• Exercise objective: Within the records below, how many lines contain "tracing"? The answer is that number alone.

########################################

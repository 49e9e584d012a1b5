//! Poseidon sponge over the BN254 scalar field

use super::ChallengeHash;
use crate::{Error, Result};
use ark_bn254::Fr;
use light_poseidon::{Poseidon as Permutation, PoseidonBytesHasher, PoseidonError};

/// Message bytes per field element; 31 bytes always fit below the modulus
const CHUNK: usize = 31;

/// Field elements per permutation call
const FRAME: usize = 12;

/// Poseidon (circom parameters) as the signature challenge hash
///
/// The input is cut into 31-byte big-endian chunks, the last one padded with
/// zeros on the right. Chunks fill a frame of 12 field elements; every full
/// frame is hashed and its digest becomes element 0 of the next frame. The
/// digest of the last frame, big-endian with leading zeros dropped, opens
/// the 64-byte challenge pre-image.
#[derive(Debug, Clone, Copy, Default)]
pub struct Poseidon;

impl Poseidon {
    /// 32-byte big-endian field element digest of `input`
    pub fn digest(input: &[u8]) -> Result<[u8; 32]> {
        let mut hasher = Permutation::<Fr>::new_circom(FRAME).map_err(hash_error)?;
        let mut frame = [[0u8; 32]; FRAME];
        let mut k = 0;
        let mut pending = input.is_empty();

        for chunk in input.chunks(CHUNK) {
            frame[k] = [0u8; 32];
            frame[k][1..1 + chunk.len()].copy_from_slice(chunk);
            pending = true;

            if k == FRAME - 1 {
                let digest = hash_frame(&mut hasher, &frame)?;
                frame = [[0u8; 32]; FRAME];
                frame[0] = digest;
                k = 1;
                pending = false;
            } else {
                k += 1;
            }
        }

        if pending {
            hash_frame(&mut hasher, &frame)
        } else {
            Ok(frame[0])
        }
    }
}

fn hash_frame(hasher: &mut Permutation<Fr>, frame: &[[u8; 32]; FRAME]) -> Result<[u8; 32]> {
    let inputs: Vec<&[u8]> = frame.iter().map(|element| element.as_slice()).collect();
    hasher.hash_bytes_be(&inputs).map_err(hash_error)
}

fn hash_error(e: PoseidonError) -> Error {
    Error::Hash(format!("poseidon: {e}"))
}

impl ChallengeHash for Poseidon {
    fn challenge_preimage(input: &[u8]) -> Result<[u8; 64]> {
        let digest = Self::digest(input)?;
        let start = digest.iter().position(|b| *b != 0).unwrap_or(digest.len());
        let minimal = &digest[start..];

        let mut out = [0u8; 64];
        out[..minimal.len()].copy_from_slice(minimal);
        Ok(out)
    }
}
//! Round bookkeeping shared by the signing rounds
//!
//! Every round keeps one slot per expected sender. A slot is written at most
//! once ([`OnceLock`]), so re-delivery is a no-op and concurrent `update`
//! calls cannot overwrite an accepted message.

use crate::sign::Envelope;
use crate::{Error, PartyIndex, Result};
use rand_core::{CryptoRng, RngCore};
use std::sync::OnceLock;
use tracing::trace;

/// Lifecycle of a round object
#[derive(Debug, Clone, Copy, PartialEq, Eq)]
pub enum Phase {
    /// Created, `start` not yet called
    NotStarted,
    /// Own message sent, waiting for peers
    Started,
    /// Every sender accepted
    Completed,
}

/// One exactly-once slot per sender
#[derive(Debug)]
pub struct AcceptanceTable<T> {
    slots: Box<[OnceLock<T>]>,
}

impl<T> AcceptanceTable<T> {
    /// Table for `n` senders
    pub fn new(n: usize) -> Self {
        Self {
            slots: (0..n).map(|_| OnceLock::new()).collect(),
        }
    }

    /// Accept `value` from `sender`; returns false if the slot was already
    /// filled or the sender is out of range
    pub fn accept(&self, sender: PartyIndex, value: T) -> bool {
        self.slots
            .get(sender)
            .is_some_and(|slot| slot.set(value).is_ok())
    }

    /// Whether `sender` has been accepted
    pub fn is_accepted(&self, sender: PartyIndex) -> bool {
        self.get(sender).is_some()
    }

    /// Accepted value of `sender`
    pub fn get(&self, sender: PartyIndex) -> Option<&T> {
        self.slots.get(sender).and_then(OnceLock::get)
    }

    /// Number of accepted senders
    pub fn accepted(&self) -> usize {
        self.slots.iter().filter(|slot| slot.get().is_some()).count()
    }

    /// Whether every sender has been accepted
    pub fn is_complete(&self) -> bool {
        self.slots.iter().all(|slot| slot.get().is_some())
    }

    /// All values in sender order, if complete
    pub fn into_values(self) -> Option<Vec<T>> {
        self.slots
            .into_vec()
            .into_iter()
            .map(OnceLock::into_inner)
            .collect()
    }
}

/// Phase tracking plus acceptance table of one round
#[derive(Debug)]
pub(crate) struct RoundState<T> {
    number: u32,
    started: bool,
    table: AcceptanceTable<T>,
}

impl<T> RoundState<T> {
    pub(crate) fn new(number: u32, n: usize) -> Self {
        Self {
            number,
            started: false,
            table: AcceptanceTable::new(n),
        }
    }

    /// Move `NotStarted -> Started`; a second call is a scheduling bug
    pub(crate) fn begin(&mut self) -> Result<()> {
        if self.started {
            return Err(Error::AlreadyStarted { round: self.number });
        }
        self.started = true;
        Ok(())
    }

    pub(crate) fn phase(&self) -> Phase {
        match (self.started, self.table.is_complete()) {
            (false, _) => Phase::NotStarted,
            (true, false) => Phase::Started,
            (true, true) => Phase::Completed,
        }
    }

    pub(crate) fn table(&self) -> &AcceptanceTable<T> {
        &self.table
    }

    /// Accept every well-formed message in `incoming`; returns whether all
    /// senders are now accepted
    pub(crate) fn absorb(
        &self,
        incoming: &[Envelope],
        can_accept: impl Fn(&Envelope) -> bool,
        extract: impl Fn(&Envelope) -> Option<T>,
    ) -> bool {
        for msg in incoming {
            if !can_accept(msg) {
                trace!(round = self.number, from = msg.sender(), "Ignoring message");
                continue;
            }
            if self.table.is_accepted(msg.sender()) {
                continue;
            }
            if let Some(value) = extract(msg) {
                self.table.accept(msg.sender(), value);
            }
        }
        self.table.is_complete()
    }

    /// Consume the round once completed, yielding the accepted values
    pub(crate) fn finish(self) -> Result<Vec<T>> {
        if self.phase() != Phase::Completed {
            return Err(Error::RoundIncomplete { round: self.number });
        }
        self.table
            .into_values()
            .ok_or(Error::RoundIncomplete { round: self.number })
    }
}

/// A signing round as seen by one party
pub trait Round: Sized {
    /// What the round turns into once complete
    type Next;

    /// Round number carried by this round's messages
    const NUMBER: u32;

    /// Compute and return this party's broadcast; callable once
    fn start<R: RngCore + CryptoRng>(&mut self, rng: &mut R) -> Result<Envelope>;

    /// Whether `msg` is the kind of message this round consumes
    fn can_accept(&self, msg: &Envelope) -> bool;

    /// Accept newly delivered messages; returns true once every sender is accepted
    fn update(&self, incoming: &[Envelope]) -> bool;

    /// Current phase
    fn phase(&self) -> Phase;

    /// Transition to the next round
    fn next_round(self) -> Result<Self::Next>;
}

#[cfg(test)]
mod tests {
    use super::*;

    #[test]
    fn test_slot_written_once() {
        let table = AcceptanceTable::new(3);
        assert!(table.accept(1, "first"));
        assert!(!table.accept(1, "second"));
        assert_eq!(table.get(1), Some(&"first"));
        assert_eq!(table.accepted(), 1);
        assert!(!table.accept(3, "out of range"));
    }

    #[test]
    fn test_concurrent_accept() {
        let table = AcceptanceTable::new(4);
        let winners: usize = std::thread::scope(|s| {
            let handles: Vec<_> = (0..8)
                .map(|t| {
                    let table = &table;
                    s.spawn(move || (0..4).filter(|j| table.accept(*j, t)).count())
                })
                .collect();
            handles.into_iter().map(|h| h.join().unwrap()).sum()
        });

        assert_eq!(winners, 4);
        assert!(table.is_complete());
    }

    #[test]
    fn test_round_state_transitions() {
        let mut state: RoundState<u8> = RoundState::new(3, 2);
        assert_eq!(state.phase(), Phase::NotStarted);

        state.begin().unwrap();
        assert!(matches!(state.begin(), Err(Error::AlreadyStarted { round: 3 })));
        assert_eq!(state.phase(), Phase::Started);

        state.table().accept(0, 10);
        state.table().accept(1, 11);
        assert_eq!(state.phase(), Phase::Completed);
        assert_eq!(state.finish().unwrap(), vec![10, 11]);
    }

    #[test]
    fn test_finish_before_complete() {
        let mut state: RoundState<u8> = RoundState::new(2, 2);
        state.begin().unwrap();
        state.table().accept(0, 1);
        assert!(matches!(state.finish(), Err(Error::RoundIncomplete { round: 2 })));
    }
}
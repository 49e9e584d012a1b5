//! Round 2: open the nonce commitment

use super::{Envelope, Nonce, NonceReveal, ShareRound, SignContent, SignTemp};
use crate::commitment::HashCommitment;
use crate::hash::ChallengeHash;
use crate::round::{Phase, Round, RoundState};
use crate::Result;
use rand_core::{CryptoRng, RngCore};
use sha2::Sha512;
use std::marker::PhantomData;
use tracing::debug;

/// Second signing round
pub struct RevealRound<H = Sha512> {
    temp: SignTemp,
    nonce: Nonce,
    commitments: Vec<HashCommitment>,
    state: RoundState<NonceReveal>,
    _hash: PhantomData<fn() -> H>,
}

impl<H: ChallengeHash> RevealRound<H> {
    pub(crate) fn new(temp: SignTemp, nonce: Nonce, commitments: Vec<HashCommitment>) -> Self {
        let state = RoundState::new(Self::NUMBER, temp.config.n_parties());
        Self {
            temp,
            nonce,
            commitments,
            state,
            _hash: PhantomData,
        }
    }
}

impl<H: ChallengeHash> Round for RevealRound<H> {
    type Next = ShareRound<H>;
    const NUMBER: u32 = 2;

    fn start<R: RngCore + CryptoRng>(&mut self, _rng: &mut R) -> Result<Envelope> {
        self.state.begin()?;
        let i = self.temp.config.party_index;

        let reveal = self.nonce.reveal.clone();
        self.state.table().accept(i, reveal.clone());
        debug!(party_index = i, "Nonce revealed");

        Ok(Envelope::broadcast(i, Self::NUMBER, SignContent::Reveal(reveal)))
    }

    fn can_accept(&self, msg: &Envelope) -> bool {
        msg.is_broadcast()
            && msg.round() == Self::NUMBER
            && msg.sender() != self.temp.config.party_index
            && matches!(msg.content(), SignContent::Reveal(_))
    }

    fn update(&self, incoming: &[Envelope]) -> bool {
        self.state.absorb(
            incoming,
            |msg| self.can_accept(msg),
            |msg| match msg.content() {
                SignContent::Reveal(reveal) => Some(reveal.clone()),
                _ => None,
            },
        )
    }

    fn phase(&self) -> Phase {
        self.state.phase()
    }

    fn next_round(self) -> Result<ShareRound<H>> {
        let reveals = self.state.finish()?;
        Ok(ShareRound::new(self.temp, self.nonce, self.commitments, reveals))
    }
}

########################################

• Response for this exercise: 2